In July 2019, Slorstad bought the Fort St. James bottle depot and has been vocal about the need for more recycling services in the community.

The Courier asked her whether the community should expect a private business owner like herself to take over such a service and Slorstad said she feels the district needs to be more involved.

“I really do not feel this is something a business owner should be expected to do. The Fort St. James district was given the Integris Recycling Centre in good faith by the GUF society, that they would continue ICI recycling operations from this building.”

READ MORE: “Let’s move forward and not backwards,” says Greening Up Fort member

She doesn’t disagree with the decision of making business owners pay for their recycling waste, but by paying their garbage fees to the district, they technically do pay for their waste, she said.

Garbage fees has increased each year since the cardboard ban was implemented, Slorstad said, adding the increase happened despite decrease in the volume that is landfilled. The first year was an exception though, she said.

“I think our mayor and council were trying to wash their hands of this responsibility as a short sighted decision to save money, when technically waste management is their responsibility as is the preservation of our land and green efforts, so although I understand why they made the decision to not pay for this program with tax payer dollars, it is frustrating to say the least, that other solutions weren’t explored first or that business owners weren’t made aware of this situation before voting yes to the closure.”

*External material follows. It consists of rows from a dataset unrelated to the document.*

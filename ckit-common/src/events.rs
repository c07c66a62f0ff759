//! Event types for the CutsceneKit event system
//!
//! Provides the playback lifecycle events and the EventBus used to observe a
//! running playlist from outside the scheduler.

use serde::{Deserialize, Serialize};
use tokio::sync::broadcast;
use uuid::Uuid;

/// Playlist lifecycle events
///
/// Events are broadcast via EventBus and can be serialized as JSON lines.
/// Observers never influence scheduling; a playlist with no bus attached
/// behaves identically.
#[derive(Debug, Clone, PartialEq, Serialize, Deserialize)]
#[serde(tag = "type")]
pub enum CutsceneEvent {
    /// `begin` started a new drain
    PlaylistStarted {
        playlist_id: Uuid,
        /// Groups waiting in the queue when the drain started
        queued_groups: usize,
        timestamp: chrono::DateTime<chrono::Utc>,
    },

    /// A group became active and its members were started
    GroupStarted {
        playlist_id: Uuid,
        group_id: Uuid,
        label: Option<String>,
        member_count: usize,
        /// Index of the member driving the group's completion (None for empty groups)
        designated: Option<usize>,
        timestamp: chrono::DateTime<chrono::Utc>,
    },

    /// The active group's designated member completed
    GroupCompleted {
        playlist_id: Uuid,
        group_id: Uuid,
        label: Option<String>,
        /// Whether a skip was requested before completion (informational only)
        skip_requested: bool,
        timestamp: chrono::DateTime<chrono::Utc>,
    },

    /// `skip_current` was routed to the active group
    SkipRequested {
        playlist_id: Uuid,
        group_id: Uuid,
        timestamp: chrono::DateTime<chrono::Utc>,
    },

    /// Groups were appended to the queue
    GroupsAppended {
        playlist_id: Uuid,
        count: usize,
        /// Queue length after the append (active group excluded)
        queue_len: usize,
        timestamp: chrono::DateTime<chrono::Utc>,
    },

    /// The queue drained; the playlist completion callback fired
    PlaylistCompleted {
        playlist_id: Uuid,
        groups_played: usize,
        timestamp: chrono::DateTime<chrono::Utc>,
    },
}

impl CutsceneEvent {
    /// Short event name, matching the serialized `type` tag
    pub fn event_type(&self) -> &'static str {
        match self {
            CutsceneEvent::PlaylistStarted { .. } => "PlaylistStarted",
            CutsceneEvent::GroupStarted { .. } => "GroupStarted",
            CutsceneEvent::GroupCompleted { .. } => "GroupCompleted",
            CutsceneEvent::SkipRequested { .. } => "SkipRequested",
            CutsceneEvent::GroupsAppended { .. } => "GroupsAppended",
            CutsceneEvent::PlaylistCompleted { .. } => "PlaylistCompleted",
        }
    }

    /// Playlist that emitted the event
    pub fn playlist_id(&self) -> Uuid {
        match self {
            CutsceneEvent::PlaylistStarted { playlist_id, .. }
            | CutsceneEvent::GroupStarted { playlist_id, .. }
            | CutsceneEvent::GroupCompleted { playlist_id, .. }
            | CutsceneEvent::SkipRequested { playlist_id, .. }
            | CutsceneEvent::GroupsAppended { playlist_id, .. }
            | CutsceneEvent::PlaylistCompleted { playlist_id, .. } => *playlist_id,
        }
    }

    /// Serialize as a single JSON line
    pub fn to_json_line(&self) -> serde_json::Result<String> {
        serde_json::to_string(self)
    }
}

// ========================================
// EventBus Implementation
// ========================================

/// Event distribution bus for playlist lifecycle events
///
/// The EventBus uses tokio::broadcast internally, providing:
/// - Non-blocking publish (slow subscribers don't block the scheduler)
/// - Multiple concurrent subscribers
/// - Automatic cleanup when subscribers drop
/// - Lagged message detection for slow subscribers
///
/// # Examples
///
/// ```
/// use ckit_common::events::{CutsceneEvent, EventBus};
/// use uuid::Uuid;
///
/// let event_bus = EventBus::new(100);
/// let mut rx = event_bus.subscribe();
///
/// event_bus.emit_lossy(CutsceneEvent::PlaylistCompleted {
///     playlist_id: Uuid::new_v4(),
///     groups_played: 3,
///     timestamp: chrono::Utc::now(),
/// });
///
/// assert!(rx.try_recv().is_ok());
/// ```
#[derive(Clone)]
pub struct EventBus {
    tx: broadcast::Sender<CutsceneEvent>,
    capacity: usize,
}

impl EventBus {
    /// Creates a new EventBus with specified channel capacity
    ///
    /// # Arguments
    ///
    /// * `capacity` - Number of events to buffer before dropping old events
    pub fn new(capacity: usize) -> Self {
        let (tx, _) = broadcast::channel(capacity);
        Self { tx, capacity }
    }

    /// Subscribe to all future events
    ///
    /// Events emitted before subscription are not received.
    pub fn subscribe(&self) -> broadcast::Receiver<CutsceneEvent> {
        self.tx.subscribe()
    }

    /// Emit an event to all subscribers
    ///
    /// Returns `Ok(subscriber_count)` if at least one subscriber exists.
    /// Returns `Err` if no subscribers are listening.
    #[allow(clippy::result_large_err)]
    pub fn emit(
        &self,
        event: CutsceneEvent,
    ) -> Result<usize, broadcast::error::SendError<CutsceneEvent>> {
        self.tx.send(event)
    }

    /// Emit an event, ignoring if no subscribers are listening
    pub fn emit_lossy(&self, event: CutsceneEvent) {
        let _ = self.tx.send(event);
    }

    /// Get the current number of active subscribers
    pub fn subscriber_count(&self) -> usize {
        self.tx.receiver_count()
    }

    /// Get the configured channel capacity
    pub fn capacity(&self) -> usize {
        self.capacity
    }
}

impl std::fmt::Debug for EventBus {
    fn fmt(&self, f: &mut std::fmt::Formatter<'_>) -> std::fmt::Result {
        f.debug_struct("EventBus")
            .field("capacity", &self.capacity)
            .field("subscribers", &self.subscriber_count())
            .finish()
    }
}

#[cfg(test)]
mod tests {
    use super::*;

    fn completed(playlist_id: Uuid) -> CutsceneEvent {
        CutsceneEvent::PlaylistCompleted {
            playlist_id,
            groups_played: 2,
            timestamp: chrono::Utc::now(),
        }
    }

    #[test]
    fn test_emit_without_subscribers_errors() {
        let bus = EventBus::new(10);
        assert_eq!(bus.subscriber_count(), 0);
        assert!(bus.emit(completed(Uuid::new_v4())).is_err());

        // Lossy variant silently drops
        bus.emit_lossy(completed(Uuid::new_v4()));
    }

    #[tokio::test]
    async fn test_subscribers_receive_events_in_order() {
        let bus = EventBus::new(10);
        let mut rx1 = bus.subscribe();
        let mut rx2 = bus.subscribe();
        assert_eq!(bus.subscriber_count(), 2);

        let playlist_id = Uuid::new_v4();
        bus.emit(CutsceneEvent::SkipRequested {
            playlist_id,
            group_id: Uuid::new_v4(),
            timestamp: chrono::Utc::now(),
        })
        .unwrap();
        bus.emit(completed(playlist_id)).unwrap();

        for rx in [&mut rx1, &mut rx2] {
            let first = rx.recv().await.unwrap();
            let second = rx.recv().await.unwrap();
            assert_eq!(first.event_type(), "SkipRequested");
            assert_eq!(second.event_type(), "PlaylistCompleted");
            assert_eq!(second.playlist_id(), playlist_id);
        }
    }

    #[test]
    fn test_capacity_reported() {
        let bus = EventBus::new(42);
        assert_eq!(bus.capacity(), 42);
    }

    #[test]
    fn test_json_line_carries_type_tag() {
        let playlist_id = Uuid::new_v4();
        let line = completed(playlist_id).to_json_line().unwrap();
        assert!(!line.contains('\n'));

        let value: serde_json::Value = serde_json::from_str(&line).unwrap();
        assert_eq!(value["type"], "PlaylistCompleted");
        assert_eq!(value["groups_played"], 2);
        assert_eq!(value["playlist_id"], playlist_id.to_string());

        let parsed: CutsceneEvent = serde_json::from_str(&line).unwrap();
        assert_eq!(parsed.playlist_id(), playlist_id);
    }
}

In terms of solutions, Slorstad said that since she first received the call in July 2019 that the Integris Building would be closing, she has explored countless options on how she would run the service as a private company.

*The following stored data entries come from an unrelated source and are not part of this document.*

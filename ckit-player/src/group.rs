//! Groups: concurrent batches of timed actions
//!
//! All members of a group start together. The group's single completion is
//! driven by its designated member, the one with the strictly greatest
//! nominal duration (first inserted wins ties). Other members' completions
//! are ignored.

use crate::action::{SkipToken, TimedAction};
use crate::error::{Error, Result};
use crate::host::HostLoop;
use std::cell::{Cell, RefCell};
use std::rc::Rc;
use std::time::Duration;
use tracing::debug;
use uuid::Uuid;

/// Group lifecycle: `Idle → Running → Completed`
///
/// A skipped group completes through its designated member like any other,
/// so there is no separate skipped state.
#[derive(Debug, Clone, Copy, PartialEq, Eq)]
pub enum GroupPhase {
    Idle,
    Running,
    Completed,
}

/// An unordered batch of actions with one derived completion signal
#[derive(Debug)]
pub struct Group {
    id: Uuid,
    label: Option<String>,
    /// Insertion order; only used for start order and tie-breaks
    members: Vec<TimedAction>,
    phase: Rc<Cell<GroupPhase>>,
}

impl Group {
    pub fn new() -> Self {
        Self {
            id: Uuid::new_v4(),
            label: None,
            members: Vec::new(),
            phase: Rc::new(Cell::new(GroupPhase::Idle)),
        }
    }

    pub fn with_label(mut self, label: impl Into<String>) -> Self {
        self.label = Some(label.into());
        self
    }

    /// Build a group from actions, in order
    pub fn from_actions(actions: impl IntoIterator<Item = TimedAction>) -> Result<Self> {
        let mut group = Self::new();
        for action in actions {
            group.push(action)?;
        }
        Ok(group)
    }

    /// Append a member
    ///
    /// # Errors
    /// `Error::InvalidState` if the group already ran or the action was
    /// already started elsewhere.
    pub fn push(&mut self, action: TimedAction) -> Result<()> {
        if self.phase() != GroupPhase::Idle {
            return Err(Error::InvalidState(format!(
                "cannot add members to group {} after it started",
                self.id
            )));
        }
        if action.is_started() {
            return Err(Error::InvalidState(format!(
                "action {} was already started",
                action.id()
            )));
        }
        self.members.push(action);
        Ok(())
    }

    pub fn id(&self) -> Uuid {
        self.id
    }

    pub fn label(&self) -> Option<&str> {
        self.label.as_deref()
    }

    pub fn len(&self) -> usize {
        self.members.len()
    }

    pub fn is_empty(&self) -> bool {
        self.members.is_empty()
    }

    pub fn members(&self) -> &[TimedAction] {
        &self.members
    }

    pub fn phase(&self) -> GroupPhase {
        self.phase.get()
    }

    /// Longest nominal duration among members (zero for an empty group)
    pub fn nominal_duration(&self) -> Duration {
        self.designated_index()
            .map(|index| self.members[index].nominal_duration())
            .unwrap_or(Duration::ZERO)
    }

    /// Index of the member that drives completion
    ///
    /// Strictly-greater scan: among equal maxima the earliest member wins.
    /// `None` for an empty group.
    pub fn designated_index(&self) -> Option<usize> {
        let mut best: Option<(usize, Duration)> = None;
        for (index, member) in self.members.iter().enumerate() {
            let duration = member.nominal_duration();
            match best {
                Some((_, longest)) if duration <= longest => {}
                _ => best = Some((index, duration)),
            }
        }
        best.map(|(index, _)| index)
    }

    /// Start every member on `host`
    ///
    /// `on_complete` fires exactly once, when the designated member
    /// completes, and never before every member's `start` has returned. An
    /// empty group completes before `run` returns.
    ///
    /// # Errors
    /// `Error::InvalidState` if the group is not Idle.
    pub fn run(&mut self, host: &HostLoop, on_complete: impl FnOnce() + 'static) -> Result<()> {
        if self.phase() != GroupPhase::Idle {
            return Err(Error::InvalidState(format!(
                "group {} already ran ({:?})",
                self.id,
                self.phase()
            )));
        }
        self.phase.set(GroupPhase::Running);

        let phase = self.phase.clone();
        let finish = move || {
            phase.set(GroupPhase::Completed);
            on_complete();
        };

        let Some(designated) = self.designated_index() else {
            debug!(group_id = %self.id, "Empty group, completing immediately");
            finish();
            return Ok(());
        };

        debug!(
            group_id = %self.id,
            members = self.members.len(),
            designated,
            "Running group"
        );

        let gate = CompletionGate::new(finish);
        for (index, member) in self.members.iter_mut().enumerate() {
            if index == designated {
                let gate = gate.clone();
                member.start(host, move || gate.trigger())?;
            } else {
                member.start(host, || {})?;
            }
        }
        gate.open();
        Ok(())
    }

    /// Force-finish every member, in member order
    ///
    /// Does not call the completion itself: the designated member reports
    /// completion on its next evaluation and that drives it.
    pub fn skip(&self) {
        debug!(group_id = %self.id, "Skipping group");
        for member in &self.members {
            member.force_finish();
        }
    }

    /// Non-owning view used to route skip and observe phase
    pub fn handle(&self) -> GroupHandle {
        GroupHandle {
            id: self.id,
            label: self.label.clone(),
            tokens: self.members.iter().map(TimedAction::skip_token).collect(),
            designated: self.designated_index(),
            phase: self.phase.clone(),
        }
    }
}

impl Default for Group {
    fn default() -> Self {
        Self::new()
    }
}

/// Observation handle on a group
///
/// Holds clones of the members' skip tokens, not the members themselves.
#[derive(Debug, Clone)]
pub struct GroupHandle {
    id: Uuid,
    label: Option<String>,
    tokens: Vec<SkipToken>,
    designated: Option<usize>,
    phase: Rc<Cell<GroupPhase>>,
}

impl GroupHandle {
    pub fn id(&self) -> Uuid {
        self.id
    }

    pub fn label(&self) -> Option<&str> {
        self.label.as_deref()
    }

    pub fn member_count(&self) -> usize {
        self.tokens.len()
    }

    pub fn designated_index(&self) -> Option<usize> {
        self.designated
    }

    pub fn phase(&self) -> GroupPhase {
        self.phase.get()
    }

    /// Whether any member has a forced finish pending or done
    pub fn skip_requested(&self) -> bool {
        self.tokens.iter().any(SkipToken::is_cancelled)
    }

    /// Same effect as [`Group::skip`]
    pub fn skip(&self) {
        debug!(group_id = %self.id, "Skipping group");
        for token in &self.tokens {
            token.request_cancel();
        }
    }
}

/// Holds the group completion until every member has been started
#[derive(Clone)]
struct CompletionGate {
    inner: Rc<RefCell<GateState>>,
}

struct GateState {
    open: bool,
    triggered: bool,
    callback: Option<Box<dyn FnOnce()>>,
}

impl CompletionGate {
    fn new(callback: impl FnOnce() + 'static) -> Self {
        Self {
            inner: Rc::new(RefCell::new(GateState {
                open: false,
                triggered: false,
                callback: Some(Box::new(callback)),
            })),
        }
    }

    fn trigger(&self) {
        let callback = {
            let mut state = self.inner.borrow_mut();
            state.triggered = true;
            if state.open {
                state.callback.take()
            } else {
                None
            }
        };
        if let Some(callback) = callback {
            callback();
        }
    }

    fn open(&self) {
        let callback = {
            let mut state = self.inner.borrow_mut();
            state.open = true;
            if state.triggered {
                state.callback.take()
            } else {
                None
            }
        };
        if let Some(callback) = callback {
            callback();
        }
    }
}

She has looked into funding opportunities, had conversations with stakeholders and knowledgeable professionals, met with local government and more.

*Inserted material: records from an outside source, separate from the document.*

//! # CutsceneKit Common Library
//!
//! Shared code for the CutsceneKit scheduler and player including:
//! - Error types
//! - Time and duration helpers
//! - Easing curve definitions
//! - Event types (CutsceneEvent enum) and the EventBus
//! - Configuration loading

pub mod config;
pub mod easing;
pub mod error;
pub mod events;
pub mod time;

pub use easing::Easing;
pub use error::{Error, Result};
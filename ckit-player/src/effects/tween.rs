use crate::effect::Effect;
use crate::stage::Stage;
use std::time::Duration;

/// Interpolates `target.property` to `to` over `duration`
///
/// Starts from `from` when given, otherwise from the property's value at
/// `begin` (0.0 if unset). `finish` always leaves the property at `to`.
#[derive(Debug)]
pub struct Tween {
    stage: Stage,
    target: String,
    property: String,
    from: Option<f32>,
    to: f32,
    duration: Duration,
    start_value: f32,
}

impl Tween {
    pub fn new(
        stage: &Stage,
        target: impl Into<String>,
        property: impl Into<String>,
        to: f32,
        duration: Duration,
    ) -> Self {
        Self {
            stage: stage.clone(),
            target: target.into(),
            property: property.into(),
            from: None,
            to,
            duration,
            start_value: 0.0,
        }
    }

    pub fn from_value(mut self, from: f32) -> Self {
        self.from = Some(from);
        self
    }
}

impl Effect for Tween {
    fn name(&self) -> &str {
        "tween"
    }

    fn duration(&self) -> Duration {
        self.duration
    }

    fn begin(&mut self) {
        self.start_value = self
            .from
            .or_else(|| self.stage.property(&self.target, &self.property))
            .unwrap_or(0.0);
    }

    fn update(&mut self, progress: f32) {
        let value = self.start_value + (self.to - self.start_value) * progress;
        self.stage.set_property(&self.target, &self.property, value);
    }

    fn finish(&mut self) {
        self.stage.set_property(&self.target, &self.property, self.to);
    }
}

READ MORE: Fort St. James may have curbside recycling again

Slorstad said there are “too many partners who I would need 100 percent commitment from’ and that it would be too expensive for business owners.

However, about two weeks ago a Fort St. James district staff member suggested to Slorstad that she look into a Co-op business model, specifically a Community Service Co-op as she had “exhausted all other options and the outcome was looking grim.”

Slorstad has released a letter to business owners or any community members with experience, knowledge or passion on the subject to reach out to her and be part of a steering committee that would implement the Co-op business model.

The Community Service Co-op model would allow members to become owners of the recycling service.

“This model is looked at as a ‘non-profit society’ in the eyes of the government, which would open up funding opportunities, as well as keep the cost low to the business owner.”

“Each member (business owner) will pay an initial lifetime membership fee and then pay a fee for service based on weight of material recycled each week (their cardboard and mixed paper will be weighed when they arrive at the facility) and they will be invoiced each month based on weight. This type of business model will create multiple jobs and open the doors to expand green initiatives in our small community while keeping the costs as low as possible to the business owners.”

Her concern is that there isn’t enough time to implement this model before the Integris building closes down and said it was unfortunate that she didn’t know about this model sooner.

Melany Helmer, chief administrative officer of the district told the Caledonia Courier on Feb. 7 that the district has not made a decision about the Integris building at this time. However, the Jan. 28 notice circulated by the district about the end of ICI recycling service mentions that the Integris building will close at the same time the district ends the service which is March. 31, 2020.

Currently, the Integris building has the capacity to bale loose cardboard and mixed paper.